>>>
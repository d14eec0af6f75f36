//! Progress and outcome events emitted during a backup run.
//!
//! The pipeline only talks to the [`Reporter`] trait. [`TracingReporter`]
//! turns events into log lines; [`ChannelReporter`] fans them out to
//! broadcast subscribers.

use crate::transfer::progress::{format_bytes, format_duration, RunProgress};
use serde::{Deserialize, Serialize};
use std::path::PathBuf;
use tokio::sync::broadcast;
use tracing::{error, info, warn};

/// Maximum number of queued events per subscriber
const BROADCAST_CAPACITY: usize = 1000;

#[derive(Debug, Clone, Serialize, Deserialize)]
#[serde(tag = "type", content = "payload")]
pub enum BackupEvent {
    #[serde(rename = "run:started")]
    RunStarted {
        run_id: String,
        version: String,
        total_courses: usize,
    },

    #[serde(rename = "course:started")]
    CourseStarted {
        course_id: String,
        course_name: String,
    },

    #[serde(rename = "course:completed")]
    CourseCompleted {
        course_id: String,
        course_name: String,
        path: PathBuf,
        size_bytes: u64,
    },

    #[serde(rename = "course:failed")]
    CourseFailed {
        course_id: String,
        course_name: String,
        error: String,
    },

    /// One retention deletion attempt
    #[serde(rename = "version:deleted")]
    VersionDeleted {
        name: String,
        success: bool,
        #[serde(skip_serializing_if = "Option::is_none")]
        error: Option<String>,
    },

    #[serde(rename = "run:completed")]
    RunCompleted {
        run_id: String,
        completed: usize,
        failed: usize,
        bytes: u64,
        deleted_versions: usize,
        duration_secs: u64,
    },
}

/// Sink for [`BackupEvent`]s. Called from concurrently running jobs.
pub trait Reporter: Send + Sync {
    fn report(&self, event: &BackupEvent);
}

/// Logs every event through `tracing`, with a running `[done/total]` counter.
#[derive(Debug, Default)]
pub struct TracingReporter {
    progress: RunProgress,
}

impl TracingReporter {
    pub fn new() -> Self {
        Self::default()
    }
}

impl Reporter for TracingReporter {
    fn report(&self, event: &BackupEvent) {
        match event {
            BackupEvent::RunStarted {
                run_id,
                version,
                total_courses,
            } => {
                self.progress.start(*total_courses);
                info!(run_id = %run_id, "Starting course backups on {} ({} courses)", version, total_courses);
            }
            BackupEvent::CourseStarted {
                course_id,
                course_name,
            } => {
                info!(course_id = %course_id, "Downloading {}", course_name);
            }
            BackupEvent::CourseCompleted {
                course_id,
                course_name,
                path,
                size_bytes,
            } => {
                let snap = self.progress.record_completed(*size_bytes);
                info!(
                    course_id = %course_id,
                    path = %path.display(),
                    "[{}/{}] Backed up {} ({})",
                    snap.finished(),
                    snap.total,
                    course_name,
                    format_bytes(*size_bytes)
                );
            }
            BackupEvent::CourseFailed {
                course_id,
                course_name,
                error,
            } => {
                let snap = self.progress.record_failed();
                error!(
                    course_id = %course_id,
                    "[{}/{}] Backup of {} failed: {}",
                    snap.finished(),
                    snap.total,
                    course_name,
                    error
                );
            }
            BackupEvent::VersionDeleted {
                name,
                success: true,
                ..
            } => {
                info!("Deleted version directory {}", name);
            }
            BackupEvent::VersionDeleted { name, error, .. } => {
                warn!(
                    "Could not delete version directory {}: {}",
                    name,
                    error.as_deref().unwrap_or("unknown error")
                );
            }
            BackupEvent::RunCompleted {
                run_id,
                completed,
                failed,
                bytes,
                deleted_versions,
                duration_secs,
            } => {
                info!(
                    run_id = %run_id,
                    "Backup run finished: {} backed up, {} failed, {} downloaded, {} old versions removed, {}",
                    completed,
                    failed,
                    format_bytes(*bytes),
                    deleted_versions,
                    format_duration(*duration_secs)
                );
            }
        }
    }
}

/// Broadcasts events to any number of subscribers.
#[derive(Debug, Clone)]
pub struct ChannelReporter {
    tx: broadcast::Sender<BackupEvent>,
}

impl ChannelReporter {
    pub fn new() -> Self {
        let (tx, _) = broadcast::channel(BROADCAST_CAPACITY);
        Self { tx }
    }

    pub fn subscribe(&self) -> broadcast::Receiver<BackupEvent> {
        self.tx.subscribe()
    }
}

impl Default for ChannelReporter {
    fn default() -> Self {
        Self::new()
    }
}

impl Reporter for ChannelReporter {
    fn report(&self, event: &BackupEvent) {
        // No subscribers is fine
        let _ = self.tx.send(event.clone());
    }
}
<<<
Go through the records above and set each one down exactly, please.

repository d14eec0af6f75f36
//! Progress and outcome events emitted during a backup run.
//!
//! The pipeline only talks to the [`Reporter`] trait. [`TracingReporter`]
//! turns events into log lines; [`ChannelReporter`] fans them out to
//! broadcast subscribers.

use crate::transfer::progress::{format_bytes, format_duration, RunProgress};
use serde::{Deserialize, Serialize};
use std::path::PathBuf;
use tokio::sync::broadcast;
use tracing::{error, info, warn};

/// Maximum number of queued events per subscriber
const BROADCAST_CAPACITY: usize = 1000;

#[derive(Debug, Clone, Serialize, Deserialize)]
#[serde(tag = "type", content = "payload")]
pub enum BackupEvent {
    #[serde(rename = "run:started")]
    RunStarted {
        run_id: String,
        version: String,
        total_courses: usize,
    },

    #[serde(rename = "course:started")]
    CourseStarted {
        course_id: String,
        course_name: String,
    },

    #[serde(rename = "course:completed")]
    CourseCompleted {
        course_id: String,
        course_name: String,
        path: PathBuf,
        size_bytes: u64,
    },

    #[serde(rename = "course:failed")]
    CourseFailed {
        course_id: String,
        course_name: String,
        error: String,
    },

    /// One retention deletion attempt
    #[serde(rename = "version:deleted")]
    VersionDeleted {
        name: String,
        success: bool,
        #[serde(skip_serializing_if = "Option::is_none")]
        error: Option<String>,
    },

    #[serde(rename = "run:completed")]
    RunCompleted {
        run_id: String,
        completed: usize,
        failed: usize,
        bytes: u64,
        deleted_versions: usize,
        duration_secs: u64,
    },
}

/// Sink for [`BackupEvent`]s. Called from concurrently running jobs.
pub trait Reporter: Send + Sync {
    fn report(&self, event: &BackupEvent);
}

/// Logs every event through `tracing`, with a running `[done/total]` counter.
#[derive(Debug, Default)]
pub struct TracingReporter {
    progress: RunProgress,
}

impl TracingReporter {
    pub fn new() -> Self {
        Self::default()
    }
}

impl Reporter for TracingReporter {
    fn report(&self, event: &BackupEvent) {
        match event {
            BackupEvent::RunStarted {
                run_id,
                version,
                total_courses,
            } => {
                self.progress.start(*total_courses);
                info!(run_id = %run_id, "Starting course backups on {} ({} courses)", version, total_courses);
            }
            BackupEvent::CourseStarted {
                course_id,
                course_name,
            } => {
                info!(course_id = %course_id, "Downloading {}", course_name);
            }
            BackupEvent::CourseCompleted {
                course_id,
                course_name,
                path,
                size_bytes,
            } => {
                let snap = self.progress.record_completed(*size_bytes);
                info!(
                    course_id = %course_id,
                    path = %path.display(),
                    "[{}/{}] Backed up {} ({})",
                    snap.finished(),
                    snap.total,
                    course_name,
                    format_bytes(*size_bytes)
                );
            }
            BackupEvent::CourseFailed {
                course_id,
                course_name,
                error,
            } => {
                let snap = self.progress.record_failed();
                error!(
                    course_id = %course_id,
                    "[{}/{}] Backup of {} failed: {}",
                    snap.finished(),
                    snap.total,
                    course_name,
                    error
                );
            }
            BackupEvent::VersionDeleted {
                name,
                success: true,
                ..
            } => {
                info!("Deleted version directory {}", name);
            }
            BackupEvent::VersionDeleted { name, error, .. } => {
                warn!(
                    "Could not delete version directory {}: {}",
                    name,
                    error.as_deref().unwrap_or("unknown error")
                );
            }
            BackupEvent::RunCompleted {
                run_id,
                completed,
                failed,
                bytes,
                deleted_versions,
                duration_secs,
            } => {
                info!(
                    run_id = %run_id,
                    "Backup run finished: {} backed up, {} failed, {} downloaded, {} old versions removed, {}",
                    completed,
                    failed,
                    format_bytes(*bytes),
                    deleted_versions,
                    format_duration(*duration_secs)
                );
            }
        }
    }
}

/// Broadcasts events to any number of subscribers.
#[derive(Debug, Clone)]
pub struct ChannelReporter {
    tx: broadcast::Sender<BackupEvent>,
}

impl ChannelReporter {
    pub fn new() -> Self {
        let (tx, _) = broadcast::channel(BROADCAST_CAPACITY);
        Self { tx }
    }

    pub fn subscribe(&self) -> broadcast::Receiver<BackupEvent> {
        self.tx.subscribe()
    }
}

impl Default for ChannelReporter {
    fn default() -> Self {
        Self::new()
    }
}

impl Reporter for ChannelReporter {
    fn report(&self, event: &BackupEvent) {
        // No subscribers is fine
        let _ = self.tx.send(event.clone());
    }
}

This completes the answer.